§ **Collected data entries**

== Segment start ==

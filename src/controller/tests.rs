use super::*;
use crate::usdn::wire::{NsuPayload, UsdnMessage};

fn cfg_template() -> CfgPayload {
    CfgPayload {
        sdn_net: 1,
        cfg_id: 1,
        ft_lifetime_ticks: 300_000,
        query_full: 0,
        query_idx: 24,
        query_len: 16,
        update_period: 60,
        rpl_dio_interval: 32,
        rpl_dfrt_lifetime: 120,
    }
}

#[test]
fn s1_cold_join_round_trip_through_controller() {
    let mut controller = Controller::new(3, 8, 4, cfg_template());
    let cjoin = UsdnMessage::CJoin(NsuPayload { cfg_id: 0, rank: 0, links: vec![] }).encode(1, 0);
    controller.ingest(ConnectorId::UsdnUdp, 9, &cjoin, 0, 0).unwrap();

    let out = controller.poll(Instant::now());
    assert_eq!(out.len(), 1);
    assert_eq!(out[0].dest, 9);
    let (_, msg) = UsdnMessage::decode(&out[0].bytes).unwrap();
    assert_eq!(msg, UsdnMessage::Cfg(cfg_template()));
}

#[test]
fn s6_rpl_dao_synthesises_join_through_icmp_connector() {
    let mut controller = Controller::new(3, 8, 4, cfg_template());
    let dao = [155u8, 0, 0];
    controller.ingest(ConnectorId::RplIcmp, 7, &dao, 0, 0).unwrap();

    // RplIcmpConnector.encode() is unimplemented (out of scope), so
    // dispatch drops the response, but the JOIN action still primes
    // the handshake via heartbeat.
    controller.poll(Instant::now());
    assert!(controller.network().contains(7));
}

#[test]
fn ingress_queue_full_is_reported() {
    let mut controller = Controller::new(1, 8, 4, cfg_template());
    let bytes = UsdnMessage::CJoin(NsuPayload { cfg_id: 0, rank: 0, links: vec![] }).encode(1, 0);
    controller.ingest(ConnectorId::UsdnUdp, 1, &bytes, 0, 0).unwrap();
    assert!(controller.ingest(ConnectorId::UsdnUdp, 2, &bytes, 0, 0).is_err());
}
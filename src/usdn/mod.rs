//! C5: the uSDN protocol codec and node-side engine.

pub mod engine;
pub mod wire;

pub use engine::{ControllerState, EgressOutcome, Engine, EngineAction};
pub use wire::{CfgPayload, FtqPayload, FtsPayload, Header, MsgType, NsuLink, NsuPayload, UsdnMessage};
//! Tagged unions carried from connector through dispatcher to apps, and
//! back out again (§3 "Action record" / "Response record").
//!
//! Routing responses carry short node ids, not full IPv6 addresses:
//! the controller's graph and DFS/RPL apps never resolve a full
//! address, matching the original's `spath[]` of node ids. Expanding a
//! ROUTING response's ids into `srh::SrhRoute`'s `Ipv6Addr` hops is the
//! node-side runtime's job (it owns the node's address/prefix), not
//! the controller's.

use crate::usdn::wire::NsuPayload;

#[derive(Debug, Clone, Copy, PartialEq, Eq, Hash)]
pub enum ActionKind {
    NetUpdate,
    Routing,
    Join,
}

#[derive(Debug, Clone, PartialEq)]
pub enum Action {
    NetUpdate { src: u16, snapshot: NsuPayload },
    Routing { tx_id: u8, src: u16, dst: u16 },
    Join { node_addr: u16 },
}

impl Action {
    pub fn kind(&self) -> ActionKind {
        match self {
            Action::NetUpdate { .. } => ActionKind::NetUpdate,
            Action::Routing { .. } => ActionKind::Routing,
            Action::Join { .. } => ActionKind::Join,
        }
    }

    /// Originating address, copied into the response's destination
    /// before the connector sends it out (dispatch step 5).
    pub fn src(&self) -> u16 {
        match self {
            Action::NetUpdate { src, .. } => *src,
            Action::Routing { src, .. } => *src,
            Action::Join { node_addr } => *node_addr,
        }
    }
}

#[derive(Debug, Clone, PartialEq)]
pub enum Response {
    Routing { tx_id: u8, compression: u8, ids: Vec<u16> },
    Ack,
    Nack,
    Cfg(crate::usdn::wire::CfgPayload),
}
//! Structured logging (A2): breadcrumb-gated debug lines plus the four
//! always-on `IN`/`OUT`/`BUF`/`STAT` sinks required by the error design
//! (spec §7). Adapted from the reference crate's C-ABI log sink, with
//! the callback boundary dropped in favour of a plain `eprintln!` sink
//! in normal builds and an in-memory ring buffer under `#[cfg(test)]`
//! so tests can assert on emitted lines.

use bitflags::bitflags;
use once_cell::sync::Lazy;
use parking_lot::Mutex;

bitflags! {
    #[derive(Clone, Copy, Debug, PartialEq, Eq)]
    pub struct BreadcrumbFlags: u32 {
        const FLOW_TABLE   = 0b0000_0001;
        const PACKET_BUFFER = 0b0000_0010;
        const SRH          = 0b0000_0100;
        const USDN         = 0b0000_1000;
        const CONTROLLER   = 0b0001_0000;
        const NET_MODEL    = 0b0010_0000;
        const ALL          = u32::MAX;
    }
}

#[derive(Clone, Copy, PartialEq, Eq, PartialOrd, Ord, Debug)]
pub enum LogLevel {
    Error = 0,
    Warn = 1,
    Info = 2,
    Debug = 3,
    Trace = 4,
}

impl LogLevel {
    fn as_str(self) -> &'static str {
        match self {
            LogLevel::Error => "error",
            LogLevel::Warn => "warn",
            LogLevel::Info => "info",
            LogLevel::Debug => "debug",
            LogLevel::Trace => "trace",
        }
    }
}

struct LogManager {
    mask: Mutex<BreadcrumbFlags>,
    min_level: Mutex<LogLevel>,
}

impl LogManager {
    fn new() -> Self {
        Self {
            mask: Mutex::new(BreadcrumbFlags::empty()),
            min_level: Mutex::new(LogLevel::Info),
        }
    }

    fn dispatch(&self, level: LogLevel, line: String) {
        if level > *self.min_level.lock() {
            return;
        }
        self.emit(line);
    }

    fn breadcrumb(&self, flag: BreadcrumbFlags, line: String) {
        if !self.mask.lock().intersects(flag) {
            return;
        }
        self.emit(format!("[{}] {}", label_for(flag), line));
    }

    fn emit(&self, line: String) {
        #[cfg(test)]
        {
            CAPTURED.with(|cell| cell.borrow_mut().push(line));
            return;
        }
        #[cfg(not(test))]
        eprintln!("{line}");
    }
}

#[cfg(test)]
thread_local! {
    static CAPTURED: std::cell::RefCell<Vec<String>> = std::cell::RefCell::new(Vec::new());
}

static LOGGER: Lazy<LogManager> = Lazy::new(LogManager::new);

fn label_for(flags: BreadcrumbFlags) -> &'static str {
    if flags.contains(BreadcrumbFlags::FLOW_TABLE) {
        "FLOW_TABLE"
    } else if flags.contains(BreadcrumbFlags::PACKET_BUFFER) {
        "PACKET_BUFFER"
    } else if flags.contains(BreadcrumbFlags::SRH) {
        "SRH"
    } else if flags.contains(BreadcrumbFlags::USDN) {
        "USDN"
    } else if flags.contains(BreadcrumbFlags::CONTROLLER) {
        "CONTROLLER"
    } else if flags.contains(BreadcrumbFlags::NET_MODEL) {
        "NET_MODEL"
    } else {
        "LOG"
    }
}

pub fn set_breadcrumb_mask(mask: BreadcrumbFlags) {
    *LOGGER.mask.lock() = mask;
}

pub fn set_min_level(level: LogLevel) {
    *LOGGER.min_level.lock() = level;
}

pub fn warn(message: impl Into<String>) {
    LOGGER.dispatch(LogLevel::Warn, format!("[{}] {}", LogLevel::Warn.as_str(), message.into()));
}

pub fn error(message: impl Into<String>) {
    LOGGER.dispatch(LogLevel::Error, format!("[{}] {}", LogLevel::Error.as_str(), message.into()));
}

pub fn info(message: impl Into<String>) {
    LOGGER.dispatch(LogLevel::Info, format!("[{}] {}", LogLevel::Info.as_str(), message.into()));
}

pub fn breadcrumb(flag: BreadcrumbFlags, message: impl Into<String>) {
    LOGGER.breadcrumb(flag, message.into());
}

/// Structured `IN` sink: an inbound uSDN/RPL message was decoded.
pub fn log_in(msg_type: &str, src_id: u16, dst_id: u16, flow_id: u16, hop_count: u8) {
    LOGGER.dispatch(
        LogLevel::Info,
        format!("IN {msg_type} s:{src_id} d:{dst_id} id:{flow_id} h:{hop_count}"),
    );
}

/// Structured `OUT` sink: an outbound uSDN/RPL message was sent.
pub fn log_out(msg_type: &str, src_id: u16, dst_id: u16, flow_id: u16) {
    LOGGER.dispatch(LogLevel::Info, format!("OUT {msg_type} s:{src_id} d:{dst_id} id:{flow_id}"));
}

/// Structured `BUF` sink: a packet was buffered pending a controller reply.
pub fn log_buf(msg_type: &str, src_id: u16, dst_id: u16, flow_id: u16, hop_count: u8) {
    LOGGER.dispatch(
        LogLevel::Info,
        format!("BUF {msg_type} s:{src_id} d:{dst_id} id:{flow_id} h:{hop_count}"),
    );
}

/// Structured `STAT` sink: a one-off counter line (e.g. first-configuration).
pub fn log_stat(fields: std::fmt::Arguments) {
    LOGGER.dispatch(LogLevel::Info, format!("STAT {fields}"));
}

#[cfg(test)]
pub fn take_captured() -> Vec<String> {
    CAPTURED.with(|cell| std::mem::take(&mut *cell.borrow_mut()))
}

#[cfg(test)]
mod tests {
    use super::*;

    #[test]
    fn breadcrumb_gated_by_mask() {
        set_breadcrumb_mask(BreadcrumbFlags::empty());
        take_captured();
        breadcrumb(BreadcrumbFlags::FLOW_TABLE, "hidden");
        assert!(take_captured().is_empty());

        set_breadcrumb_mask(BreadcrumbFlags::FLOW_TABLE);
        breadcrumb(BreadcrumbFlags::FLOW_TABLE, "visible");
        let lines = take_captured();
        assert_eq!(lines.len(), 1);
        assert!(lines[0].contains("FLOW_TABLE"));
        assert!(lines[0].contains("visible"));
        set_breadcrumb_mask(BreadcrumbFlags::empty());
    }

    #[test]
    fn structured_sinks_format_expected_fields() {
        take_captured();
        log_in("CJOIN", 9, 1, 0, 1);
        log_out("CFG", 1, 9, 0);
        log_buf("FTQ", 3, 10, 7, 2);
        log_stat(format_args!("n:{} c:1", 9));
        let lines = take_captured();
        assert!(lines[0].starts_with("IN CJOIN s:9 d:1 id:0 h:1"));
        assert!(lines[1].starts_with("OUT CFG s:1 d:9 id:0"));
        assert!(lines[2].starts_with("BUF FTQ s:3 d:10 id:7 h:2"));
        assert!(lines[3].starts_with("STAT n:9 c:1"));
    }
}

== Segment end ==

Find the word "visible" in the records and pull out each line that has it.

§ **Solution for this exercise**
        breadcrumb(BreadcrumbFlags::FLOW_TABLE, "visible");
        assert!(lines[0].contains("visible"));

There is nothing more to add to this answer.